- Your task: Return exactly the lines of the entries, from the one with "if status == StatusCode::TOO_MANY_REQUESTS" to the last.

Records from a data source

//! Contact errors

use thiserror::Error;
use tracing::debug;

use crate::domain::{communication::mailer::MailerError, contact::submission::Field};

/// Errors that can occur when sending a contact message
#[derive(Debug, Error)]
pub enum ContactError {
    /// The session sent a message too recently
    #[error("a message was sent from this session too recently")]
    RateLimited,

    /// One or more fields failed validation
    #[error("invalid submission: {0:?}")]
    InvalidSubmission(Vec<Field>),

    /// The mail transport failed
    #[error("could not send email: {0}")]
    CouldNotSendEmail(#[source] MailerError),

    /// Unknown error
    #[error(transparent)]
    UnknownError(#[from] anyhow::Error),
}

impl From<MailerError> for ContactError {
    fn from(err: MailerError) -> Self {
        debug!("MailerError -> ContactError");

        ContactError::CouldNotSendEmail(err)
    }
}

impl From<askama::Error> for ContactError {
    fn from(err: askama::Error) -> Self {
        debug!("askama::Error -> ContactError");

        ContactError::UnknownError(err.into())
    }
}

impl From<css_inline::InlineError> for ContactError {
    fn from(err: css_inline::InlineError) -> Self {
        debug!("InlineError -> ContactError");

        ContactError::UnknownError(err.into())
    }
}
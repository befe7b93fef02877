//! Infrastructure layer

pub mod email;
pub mod http;
pub mod rate_limit;
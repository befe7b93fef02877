//! Email Address

use std::fmt;

use lazy_static::lazy_static;
use lettre::Address;
use regex::Regex;
use thiserror::Error;

use EmailAddressError::*;

lazy_static! {
    static ref EMAIL_REGEX: Regex = Regex::new(r"^[^@\s]+@[^@\s]+\.[^@\s]+$").unwrap();
}

/// The longest email address accepted, in characters
pub const MAX_EMAIL_ADDRESS_LENGTH: usize = 254;

/// An error that can occur when creating an email address
#[derive(Debug, Error, PartialEq, Eq)]
pub enum EmailAddressError {
    /// The email address is empty
    #[error("email is empty")]
    EmptyEmailAddress,

    /// The email address is longer than [`MAX_EMAIL_ADDRESS_LENGTH`]
    #[error("email is too long")]
    EmailAddressTooLong,

    /// The email address is invalid
    #[error("email is invalid")]
    InvalidEmailAddress,
}

/// An email address
#[derive(Clone, Debug, PartialEq, Eq)]
pub struct EmailAddress(String);

impl EmailAddress {
    /// Create a new email address
    ///
    /// The address must look like `local@domain.tld` and parse as an RFC 5321
    /// mailbox address.
    pub fn new(raw: &str) -> Result<Self, EmailAddressError> {
        let trimmed = raw.trim();

        if trimmed.is_empty() {
            return Err(EmptyEmailAddress);
        }

        if trimmed.chars().count() > MAX_EMAIL_ADDRESS_LENGTH {
            return Err(EmailAddressTooLong);
        }

        if !EMAIL_REGEX.is_match(trimmed) || trimmed.parse::<Address>().is_err() {
            return Err(InvalidEmailAddress);
        }

        Ok(Self(trimmed.to_string()))
    }

    /// The address as a string slice
    pub fn as_str(&self) -> &str {
        &self.0
    }
}

impl fmt::Display for EmailAddress {
    fn fmt(&self, f: &mut fmt::Formatter<'_>) -> fmt::Result {
        write!(f, "{}", self.0)
    }
}

impl From<EmailAddress> for String {
    fn from(email: EmailAddress) -> Self {
        email.0
    }
}
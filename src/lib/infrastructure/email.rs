//! Email transports

pub mod smtp;
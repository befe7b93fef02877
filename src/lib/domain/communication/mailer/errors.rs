//! Mailer errors

use lettre::address::AddressError;
use thiserror::Error;

/// Mailer errors
#[derive(Debug, Error)]
pub enum MailerError {
    /// An error occurred while sending the email
    #[error("an error occurred while sending the email: {0}")]
    SendError(String),

    /// The transport did not answer in time
    #[error("the mail transport timed out")]
    Timeout,

    /// Invalid email address
    #[error("invalid email address")]
    InvalidEmail,

    /// Unknown error
    #[error(transparent)]
    UnknownError(anyhow::Error),
}

impl From<anyhow::Error> for MailerError {
    fn from(err: anyhow::Error) -> Self {
        MailerError::UnknownError(err)
    }
}

impl From<AddressError> for MailerError {
    fn from(_err: AddressError) -> Self {
        MailerError::InvalidEmail
    }
}

impl From<lettre::error::Error> for MailerError {
    fn from(err: lettre::error::Error) -> Self {
        MailerError::UnknownError(err.into())
    }
}
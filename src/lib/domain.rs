//! Domain layer

pub mod communication;
pub mod contact;
//! HTTP client for the contact endpoint

use async_trait::async_trait;
use reqwest::{Client, StatusCode};
use serde::Deserialize;
use tracing::{debug, warn};

use crate::{
    domain::contact::{
        form::{SubmissionOutcome, Submitter},
        ContactForm,
    },
    infrastructure::http::errors::ErrorResponse,
};

#[derive(Debug, Deserialize)]
struct SuccessResponse {
    success: bool,
}

/// Posts contact forms to a gateway over HTTP
#[derive(Debug, Clone)]
pub struct HttpSubmitter {
    client: Client,
    endpoint: String,
}

impl HttpSubmitter {
    /// Creates a submitter posting to `endpoint`, e.g. `https://example.com/api/v1/contact`
    pub fn new(endpoint: &str) -> Self {
        Self::with_client(Client::new(), endpoint)
    }

    /// Creates a submitter using a preconfigured client
    pub fn with_client(client: Client, endpoint: &str) -> Self {
        Self {
            client,
            endpoint: endpoint.to_string(),
        }
    }
}

#[async_trait]
impl Submitter for HttpSubmitter {
    async fn submit(&self, form: &ContactForm) -> SubmissionOutcome {
        let response = match self.client.post(&self.endpoint).json(form).send().await {
            Ok(response) => response,
            Err(err) => {
                warn!(error = %err, "contact request failed");
                return SubmissionOutcome::Failed { detail: None };
            }
        };

        let status = response.status();
        debug!(%status, "contact request answered");

        if status == StatusCode::TOO_MANY_REQUESTS {
            return SubmissionOutcome::TooManyRequests;
        }

        if status.is_success() {
            return match response.json::<SuccessResponse>().await {
                Ok(SuccessResponse { success: true }) => SubmissionOutcome::Sent,
                _ => SubmissionOutcome::Failed { detail: None },
            };
        }

        let detail = response.json::<ErrorResponse>().await.ok().and_then(|body| {
            body.error
                .or_else(|| (!body.errors.is_empty()).then(|| body.errors.join(" ")))
        });

        SubmissionOutcome::Failed { detail }
    }
}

- Result:
        if status == StatusCode::TOO_MANY_REQUESTS {
            return SubmissionOutcome::TooManyRequests;
        }

        if status.is_success() {
            return match response.json::<SuccessResponse>().await {
                Ok(SuccessResponse { success: true }) => SubmissionOutcome::Sent,
                _ => SubmissionOutcome::Failed { detail: None },
            };
        }

        let detail = response.json::<ErrorResponse>().await.ok().and_then(|body| {
            body.error
                .or_else(|| (!body.errors.is_empty()).then(|| body.errors.join(" ")))
        });

        SubmissionOutcome::Failed { detail }
    }
}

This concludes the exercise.